"Wheelwright is a southern Floyd county town along the Right Fork of Otter Creek. It was established in 1916 by the Elk Horn Coal Company and named for Jere H. Wheelwright, president of the Consolidation Coal Company. The Wheelwright post office opened in 1916. The population in 1990 was 721.
Just to the north of Wheelwright, and now mostly within the boundaries of the town, is the community of Bypro or Wheelwright Junction. The site may have been known as Briar Bottom in the nineteenth century. In 1926 the Bypro post office opened, named for the Byproduct Coal Company. The Chesapeake and Ohio Railroad station at the site was known as Wheelwright Junction.

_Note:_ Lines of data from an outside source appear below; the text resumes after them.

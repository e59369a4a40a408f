//! Silent (unattended) installation driver
//!
//! Everything is validated before the filesystem is touched: config file
//! parse, license acceptance, and installation path. Any validation failure
//! prints a diagnostic and the process exits non-zero without attempting a
//! partial run.

use console::style;

use crate::cli::Cli;
use crate::domain::{ComponentCatalog, Platform};
use crate::error::{ErrorKind, InstallerError, Result};
use crate::manifest::PayloadManifest;
use crate::operator::SilentOperator;
use crate::pipeline::{PipelineState, StepOutcome, StepPipeline};
use crate::plan::InstallPlan;
use crate::policy::{self, PathCheck};
use crate::{APP_NAME, APP_VERSION};

/// Run a silent installation. Returns `Ok(())` only on full success.
pub fn run(cli: &Cli) -> Result<()> {
    let platform = Platform::current();
    let catalog = ComponentCatalog::standard();

    // Pre-flight: plan resolution (includes the config file read) and the
    // license gate, all before any mutation.
    let plan = InstallPlan::resolve(&catalog, platform, cli)?;
    plan.validate_for_run().inspect_err(|_| {
        eprintln!(
            "License must be accepted for silent installation. \
             Use --accept-license or set \"accept_license\": true in the config file."
        );
    })?;

    validate_install_path(&plan, platform)?;

    // Re-running over an existing installation is supported; files are
    // overwritten in place and the record is rewritten.
    if plan.verbose {
        if let Ok(existing) = crate::record::UninstallRecord::load(&plan.install_path) {
            println!(
                "Existing {} v{} installation found, files will be overwritten",
                existing.app_name, existing.app_version
            );
        }
    }

    let payload_root = match &cli.payload_dir {
        Some(dir) => dir.clone(),
        None => std::env::current_dir()?,
    };
    let manifest = PayloadManifest::new(payload_root);

    if plan.verbose {
        println!(
            "Starting silent installation of {} v{}",
            style(APP_NAME).bold(),
            APP_VERSION
        );
        println!("Payload source: {}", manifest.source_root().display());
        println!("Installation path: {}", plan.install_path.display());
        println!(
            "Components: {} ({} MB)",
            plan.components
                .iter()
                .map(String::as_str)
                .collect::<Vec<_>>()
                .join(", "),
            catalog.total_size(&plan.components) / (1024 * 1024)
        );
    }

    let operator = SilentOperator::new(plan.verbose);
    let pipeline = StepPipeline::new(&plan, &manifest, platform, APP_NAME, APP_VERSION);
    let report = pipeline.run(&operator);

    match report.state {
        PipelineState::Completed => {
            if plan.verbose {
                for result in &report.results {
                    println!("  {} finished in {} ms", result.step_name, result.duration_ms);
                }
            }
            for warning in &report.warnings {
                eprintln!("{} {}", style("Warning:").yellow().bold(), warning);
            }
            print_summary(&plan, platform);
            Ok(())
        }
        PipelineState::Cancelled => Err(InstallerError::Cancelled),
        PipelineState::Failed { step, kind } => {
            let detail = report
                .results
                .iter()
                .rev()
                .find_map(|r| match &r.outcome {
                    StepOutcome::Failed { detail, .. } => Some(detail.clone()),
                    _ => None,
                })
                .unwrap_or_else(|| "unknown failure".to_string());
            match kind {
                ErrorKind::PermissionDenied => Err(InstallerError::PermissionDenied {
                    path: plan.install_path.display().to_string(),
                }),
                ErrorKind::CommitFailure => Err(InstallerError::CommitFailed {
                    path: crate::record::UninstallRecord::path_for(&plan.install_path)
                        .display()
                        .to_string(),
                    reason: detail,
                }),
                _ => Err(InstallerError::StepFailed { step, kind, detail }),
            }
        }
        PipelineState::NotStarted | PipelineState::Running(_) => {
            Err(InstallerError::IoError {
                message: "pipeline ended in an unexpected state".to_string(),
            })
        }
    }
}

/// Path validation with elevation-aware diagnostics, before any mutation
fn validate_install_path(plan: &InstallPlan, platform: Platform) -> Result<()> {
    match policy::validate(&plan.install_path, platform) {
        PathCheck::Writable | PathCheck::WillBeCreated => Ok(()),
        PathCheck::RequiresElevation => {
            eprintln!(
                "Invalid installation path (RequiresElevation): {}",
                plan.install_path.display()
            );
            Err(InstallerError::PermissionDenied {
                path: plan.install_path.display().to_string(),
            })
        }
        PathCheck::Unwritable => Err(InstallerError::InvalidInstallPath {
            path: plan.install_path.display().to_string(),
            reason: "no write permission".to_string(),
        }),
        PathCheck::Error(detail) => Err(InstallerError::InvalidInstallPath {
            path: plan.install_path.display().to_string(),
            reason: detail,
        }),
    }
}

fn print_summary(plan: &InstallPlan, platform: Platform) {
    println!(
        "{} installed to {}",
        APP_NAME,
        plan.install_path.display()
    );
    if plan.verbose {
        let (files, bytes) = installed_footprint(&plan.install_path);
        println!("Installed {} files ({} KB)", files, bytes / 1024);
    }
    println!("Next steps:");
    println!("  1. Navigate to the installation directory");
    println!("  2. Run setup.js for initial configuration");
    println!(
        "  3. Start the application using {}",
        platform.start_script()
    );
}

/// File count and total size under the install path
fn installed_footprint(root: &std::path::Path) -> (usize, u64) {
    let mut files = 0;
    let mut bytes = 0;
    for entry in walkdir::WalkDir::new(root).into_iter().flatten() {
        if entry.file_type().is_file() {
            files += 1;
            bytes += entry.metadata().map(|m| m.len()).unwrap_or(0);
        }
    }
    (files, bytes)
}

The coal companies came and with them miners of all backgrounds from around the world. The coal was dug from the hills and stacked on the ground. The railroad was under construction by the B and O which was later bought by the C and O railroad. A rail yard was built at Weeksbury and the family's of the B and O were built homes in the area known as silk stocking row near the center of Weeksbury. When Inland Steel came to Wheelwright all the homes had outhouses and the streets were unpaved. E.R.. Jack Price was placed in charge and he knew to get the best men to work in his mine he had to give them a reason to come to the area. He had all the homes upgraded, paved the streets built a swimming pool a 9 hole golf course and a telephone company, a dental office and a hospital. Now we take all this for granted but in the 1930s few larger towns had the amenities enjoyed by the workers in Wheelwright. Inland Steel sold the town lock stock and jail after many strikes had cut production to a point that made the cost of the coal more than they could buy on the open market."